ヨーロッパも米国も株高が続いている。 日本もそれにつられて上がっている。
さて、この株高どこまでいってしまうのだろう? バブル高の様相が、やたらプンプンしているというのに。
たしかに企業の業績が好調とか、EU諸国では防衛予算の増額で軍需株が上がっているとかで、買いは入りやすい。
しかるに、目先の好材料は横へ置いて、ちょっと長期のスパンでみると、株売り材料が待ち構えている。
まず、トランプ関税で米国の貿易赤字縮小を狙ってはいるが、米国の物価上昇や成長率鈍化は免れない。
それが、米国企業の業績動向に影響が及びだしたら、どこかで株価を下押しさせることに。
いくら、AIなどハイテク株が好調だといっても、それだけで米株高を引っ張り続けるのは難しい。
次に、大幅減税法案が議会承認を得る見通しで、それを囃した株買いがどこまで続くものか。
富裕層には大歓迎だろうが、米国の税収入は大きく落ち込み、財政赤字はさらに悪化する。
米国の政府債務残高は膨らむ一途で、国債発行の増額承認で7月8月の議会が大もめとなりかねない。
当然のことながら、米国の金利には上昇圧力がかかってくるし、株高にもマイナスである。
それを見越してか、トランプ大統領はFRBのパウエル議長を解任するとか、金利を1%にまで下げろとか高圧的である。
仮に、パウエル議長を解任しトランプ大統領の言いなりの後任者が利下げに走ったら、どうなるか?
間違いなく、インフレに火がつき、米国債は大きく売られるだろう。
それが国債利回りを跳ね上げ、市場金利の急上昇が株高を大きく冷やすのは間違いない。
市場金利が暴れ出すと、経営基盤の脆弱な企業の資金繰りが、たちまち厳しくなる。
それが、32兆ドルに積み上がっている世界の債務残高にも影響を及ぼすことに。
債務の借り換え時に金利が上がっているのは辛い。 金利上昇を消化できない発行体は債務不履行に陥りかねない。
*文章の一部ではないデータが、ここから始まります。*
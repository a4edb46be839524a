//! CRUD operations for [`Recommendation`] records.

use chrono::{DateTime, Utc};
use rusqlite::params;
use uuid::Uuid;

use pathwise_shared::constants::MAX_MATCH_SCORE;
use pathwise_shared::{Strategy, UserId};

use crate::database::Database;
use crate::error::{Result, StoreError};
use crate::models::Recommendation;
use crate::sql::{course_at, enum_at, metadata_at, opt_ts_at, ts, ts_at, user_at, uuid_at};

impl Database {
    // ------------------------------------------------------------------
    // Upsert
    // ------------------------------------------------------------------

    /// Write or overwrite the row for `(user, item, strategy)`.
    ///
    /// On conflict the score, reason, metadata and both timestamps are
    /// replaced and the existing row id is kept.  Returns the id of the row.
    pub fn upsert_recommendation(&self, rec: &Recommendation) -> Result<Uuid> {
        if rec.user_id.is_nil() || rec.item_id.is_nil() {
            return Err(StoreError::Validation("user and item ids are required".into()));
        }
        if rec.match_score > MAX_MATCH_SCORE {
            return Err(StoreError::Validation(format!(
                "match score {} exceeds {}",
                rec.match_score, MAX_MATCH_SCORE
            )));
        }

        let id = self.conn().query_row(
            "INSERT INTO recommendations
                (id, user_id, item_id, strategy, match_score, reason, metadata, created_at, expires_at)
             VALUES (?1, ?2, ?3, ?4, ?5, ?6, ?7, ?8, ?9)
             ON CONFLICT(user_id, item_id, strategy) DO UPDATE SET
                match_score = excluded.match_score,
                reason      = excluded.reason,
                metadata    = excluded.metadata,
                created_at  = excluded.created_at,
                expires_at  = excluded.expires_at
             RETURNING id",
            params![
                rec.id.to_string(),
                rec.user_id.to_string(),
                rec.item_id.to_string(),
                rec.strategy.as_str(),
                rec.match_score,
                rec.reason,
                serde_json::to_string(&rec.metadata)?,
                ts(&rec.created_at),
                rec.expires_at.as_ref().map(ts),
            ],
            |row| uuid_at(row, 0),
        )?;
        Ok(id)
    }

    // ------------------------------------------------------------------
    // Read
    // ------------------------------------------------------------------

    /// Live recommendations for `user`, best match first.
    ///
    /// `strategy = None` returns every strategy.
    pub fn live_recommendations(
        &self,
        user: UserId,
        strategy: Option<Strategy>,
        now: DateTime<Utc>,
    ) -> Result<Vec<Recommendation>> {
        let mut stmt = self.conn().prepare(
            "SELECT id, user_id, item_id, strategy, match_score, reason, metadata,
                    created_at, expires_at
             FROM recommendations
             WHERE user_id = ?1
               AND (expires_at IS NULL OR expires_at > ?2)
               AND (?3 IS NULL OR strategy = ?3)
             ORDER BY match_score DESC, created_at DESC",
        )?;

        let rows = stmt.query_map(
            params![
                user.to_string(),
                ts(&now),
                strategy.map(|s| s.as_str()),
            ],
            row_to_recommendation,
        )?;
        rows.collect::<std::result::Result<Vec<_>, _>>()
            .map_err(StoreError::Sqlite)
    }

    // ------------------------------------------------------------------
    // Delete
    // ------------------------------------------------------------------

    /// Delete every row whose expiry has passed.  Returns the number removed.
    pub fn purge_expired_recommendations(&self, now: DateTime<Utc>) -> Result<usize> {
        let affected = self.conn().execute(
            "DELETE FROM recommendations WHERE expires_at IS NOT NULL AND expires_at <= ?1",
            params![ts(&now)],
        )?;
        Ok(affected)
    }
}

fn row_to_recommendation(row: &rusqlite::Row<'_>) -> rusqlite::Result<Recommendation> {
    Ok(Recommendation {
        id: uuid_at(row, 0)?,
        user_id: user_at(row, 1)?,
        item_id: course_at(row, 2)?,
        strategy: enum_at(row, 3)?,
        match_score: row.get(4)?,
        reason: row.get(5)?,
        metadata: metadata_at(row, 6)?,
        created_at: ts_at(row, 7)?,
        expires_at: opt_ts_at(row, 8)?,
    })
}

#[cfg(test)]
mod tests {
    use chrono::{Duration, Utc};
    use uuid::Uuid;

    use pathwise_shared::{CourseId, Strategy, UserId};

    use crate::database::tests::temp_db;
    use crate::models::{Metadata, Recommendation};

    fn rec(user: UserId, item: CourseId, strategy: Strategy, score: u8) -> Recommendation {
        let now = Utc::now();
        Recommendation {
            id: Uuid::new_v4(),
            user_id: user,
            item_id: item,
            strategy,
            match_score: score,
            reason: "because".into(),
            metadata: Metadata::new(),
            created_at: now,
            expires_at: Some(now + Duration::days(7)),
        }
    }

    #[test]
    fn upsert_overwrites_and_keeps_id() {
        let (db, _dir) = temp_db();
        let user = UserId::new();
        let item = CourseId::new();

        let first = db
            .upsert_recommendation(&rec(user, item, Strategy::SocialSignal, 70))
            .unwrap();
        let mut again = rec(user, item, Strategy::SocialSignal, 85);
        again.reason = "updated".into();
        let second = db.upsert_recommendation(&again).unwrap();

        assert_eq!(first, second);
        let live = db.live_recommendations(user, None, Utc::now()).unwrap();
        assert_eq!(live.len(), 1);
        assert_eq!(live[0].match_score, 85);
        assert_eq!(live[0].reason, "updated");
    }

    #[test]
    fn same_item_different_strategies_coexist() {
        let (db, _dir) = temp_db();
        let user = UserId::new();
        let item = CourseId::new();

        db.upsert_recommendation(&rec(user, item, Strategy::Trending, 40))
            .unwrap();
        db.upsert_recommendation(&rec(user, item, Strategy::SkillAdjacency, 88))
            .unwrap();

        let all = db.live_recommendations(user, None, Utc::now()).unwrap();
        assert_eq!(all.len(), 2);
        assert_eq!(all[0].strategy, Strategy::SkillAdjacency);

        let trending = db
            .live_recommendations(user, Some(Strategy::Trending), Utc::now())
            .unwrap();
        assert_eq!(trending.len(), 1);
        assert_eq!(trending[0].match_score, 40);
    }

    #[test]
    fn expired_rows_hidden_then_purged() {
        let (db, _dir) = temp_db();
        let user = UserId::new();
        let now = Utc::now();

        let mut stale = rec(user, CourseId::new(), Strategy::Trending, 30);
        stale.expires_at = Some(now - Duration::minutes(1));
        let mut forever = rec(user, CourseId::new(), Strategy::Trending, 20);
        forever.expires_at = None;
        db.upsert_recommendation(&stale).unwrap();
        db.upsert_recommendation(&forever).unwrap();

        let live = db.live_recommendations(user, None, now).unwrap();
        assert_eq!(live.len(), 1);
        assert_eq!(live[0].expires_at, None);

        assert_eq!(db.purge_expired_recommendations(now).unwrap(), 1);
        assert_eq!(db.purge_expired_recommendations(now).unwrap(), 0);
    }

    #[test]
    fn score_above_hundred_rejected() {
        let (db, _dir) = temp_db();
        let bad = rec(UserId::new(), CourseId::new(), Strategy::Trending, 101);
        assert!(db.upsert_recommendation(&bad).is_err());
    }
}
債務不履行(デフォルト)の嵐が吹き荒れだすと、もう株買いどころの話ではない。
金融マーケット全般に売りが殺到して、株式はじめあらゆる投資商品が大きく下げることに。
こう考えてくると、この株高はますますバブルの匂いが高まってくる。
われわれ本格派の長期投資家からすると、そんなバブル高からはずっと前から遠く離れている。
それで、いつマーケット全般の棒下げが始まっても驚かない。 世の中は大騒ぎするだろうが。